//! Routing provider interface.
//!
//! The crate never computes road routes itself: it asks an external routing
//! service for a path from an origin to a destination and consumes the
//! returned geometry, distance, duration and turn instructions. Failures
//! must always be catchable so that rerouting and simulation degrade
//! gracefully when the provider is down.

mod http;

pub use http::{HttpRoutingClient, HttpRoutingConfig};

use std::future::Future;

use thiserror::Error;

use crate::announce::ManeuverSign;
use crate::geo::{Coordinate, Route};

/// Errors from a routing provider.
#[derive(Debug, Error)]
pub enum RoutingError {
    /// The request could not be sent or the response not read.
    #[error("Routing request failed: {0}")]
    RequestFailed(String),

    /// The response body could not be parsed.
    #[error("Failed to parse routing response: {0}")]
    ParseError(String),

    /// The provider returned no path between the points.
    #[error("No route found")]
    NoRouteFound,
}

/// One turn instruction within a planned route.
#[derive(Debug, Clone, PartialEq)]
pub struct RouteStep {
    /// Turn sign for this maneuver.
    pub sign: ManeuverSign,

    /// Name of the street the maneuver leads onto. Empty when unnamed.
    pub street_name: String,

    /// Length of this step in meters.
    pub distance_m: f64,

    /// Index into the route geometry where this step begins.
    pub geometry_index: usize,
}

/// A planned route returned by a provider.
#[derive(Debug, Clone, PartialEq)]
pub struct RoutePlan {
    /// Ordered route geometry.
    pub route: Route,

    /// Total length in meters, as reported by the provider.
    pub distance_m: f64,

    /// Total travel time in seconds, as reported by the provider.
    pub time_s: f64,

    /// Turn instructions, in route order.
    pub steps: Vec<RouteStep>,
}

/// A service that plans routes between two coordinates.
pub trait RoutingProvider: Send + Sync {
    /// Plan a route from `origin` to `destination`.
    fn fetch_route(
        &self,
        origin: Coordinate,
        destination: Coordinate,
    ) -> impl Future<Output = Result<RoutePlan, RoutingError>> + Send;
}
use std::net::SocketAddr;

/// stream multiplexer configuration.
///
/// The multiplexer carries opaque byte streams and enforces no destination policy of its
/// own (destinations are negotiated by the endpoints, over the stream itself). The only
/// thing a session needs to know up front is whether it ever accepts an OPEN, and if so,
/// where accepted streams are bridged to.
#[derive(Debug, Default, Clone)]
pub struct MuxConfig {
    /// Local SOCKS5 egress every accepted stream is bridged to. `None` means this side
    /// never accepts an OPEN (the agent only ever initiates streams).
    pub egress_addr: Option<SocketAddr>,
}

impl MuxConfig {
    /// A safe default configuration: never accepts an OPEN.
    pub fn new() -> Self {
        Self::default()
    }

    /// A safe default for client only.
    ///
    /// This configuration effectively disables proxying abilities and reduces the session
    /// to a client-only role.
    pub fn client() -> Self {
        Self { egress_addr: None }
    }

    /// Configuration used by the relay: accept every OPEN and bridge the stream to a local
    /// SOCKS5 egress rather than dialing a destination directly.
    pub fn relay(egress_addr: SocketAddr) -> Self {
        Self {
            egress_addr: Some(egress_addr),
        }
    }
}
* * * *
Requirement: Starting at the line above that contains "pub struct RouteStep", repeat each line exactly up to and including the line that contains "this step begins.", and stop there.

Task response:
pub struct RouteStep {
    /// Turn sign for this maneuver.
    pub sign: ManeuverSign,

    /// Name of the street the maneuver leads onto. Empty when unnamed.
    pub street_name: String,

    /// Length of this step in meters.
    pub distance_m: f64,

    /// Index into the route geometry where this step begins.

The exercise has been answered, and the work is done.